What Does it Mean to Be Asian American?
2025
Asians have long been in America. In the mid-1800s, Asians – primarily Chinese men – were sucked in by the thousands into the vortex of the American imperial capitalist machine, its voracious appetite for cheap and exploitable labor insatiable. Underpaid, underfed, overworked and then some, these workers laid the track bridging sea to shining sea, making destiny manifest.
Asians have long been in America, but America has long wanted them out. The Page Act, the Chinese Exclusion Act, Japanese internment. Imperialism in Vietnam, Korea, the Philippines. The 1871 Chinese Massacre, the Rock Springs Massacre, Vincent Chin, the Atlanta spa shootings, the pandemic hate crimes.

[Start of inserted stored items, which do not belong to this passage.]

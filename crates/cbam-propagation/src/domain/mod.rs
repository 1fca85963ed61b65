//! Domain module for emission propagation
//!
//! Contains core entities, value objects, errors, and invariants.

pub mod entities;
pub mod errors;
pub mod invariants;
pub mod value_objects;

pub use entities::*;
pub use errors::*;
pub use value_objects::*;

The term “Asian American” is unstable, contextually contingent, and ever-changing. It wasn’t coined until 1968, emerging out of fervent student activism at San Francisco State University and UC Berkeley, the radical nucleus of the pioneering Black Power, Chicano, and anti-war movements. “Asian American” originated as a political construction to unite a pan-Asian diaspora in a common anti-imperialist struggle. An assertion of self-defined identity in defiance of a white supremacist society that dubbed them "orientals" and "mongoloids." An invitation to join forces against oppression, to build solidarity and collective power, to articulate shared aspects of lived experience.
“Asian American” is powerful, but limitations and contradictions lie embedded within it. The monolithic label can swallow salient differences in ethnicity, language, culture, class, and histories. It can obscure hegemonies within the larger demographic entity: when people hear “Asian,” they often think Chinese or Japanese or Korean, not Sri Lankan or Cambodian or Nepalese. Asian Americans have the greatest wealth disparity of any racial group in the US – nail techs and line cooks are homogenized with software engineers and cardiothoracic surgeons.
In the mainstream, much of the initial revolutionary power of the Asian American movement has been diluted into a pallid, superficial representation politics. The success of a Hollywood blockbuster featuring an all-Asian cast...which also glorified egregious elitism and material accumulation. The global takeover of cookie-cutter Korean pop stars...whose appearance and comportment are under such suffocating industry surveillance that eating disorders and plastic surgery are practically prerequisites for the job. The candidacy of an Asian American woman for president of America...who actively supported a genocide in West Asia. These have been touted as monumental victories, lauded as evidence of racial progress.
So what does it mean to be Asian American?
Maybe it’s receiving an Instagram comment saying “fuck ching chong people,” and realizing “ching chong people” is you. Maybe it’s the fact that your fingertips retain the skill of dumpling folding in their muscle memory, that your lungs recall the acrid miasma of cigarette fumes blanketing Chinatown sidewalks. Maybe it's the shoes removed at doorsteps, the troves of plastic grocery bags amassed beneath kitchen sinks, the ineffable love emanating from plates of freshly cut fruit. Maybe it’s just meeting someone who looks like you and feeling at home.
Maybe it’s none of it, and all of it.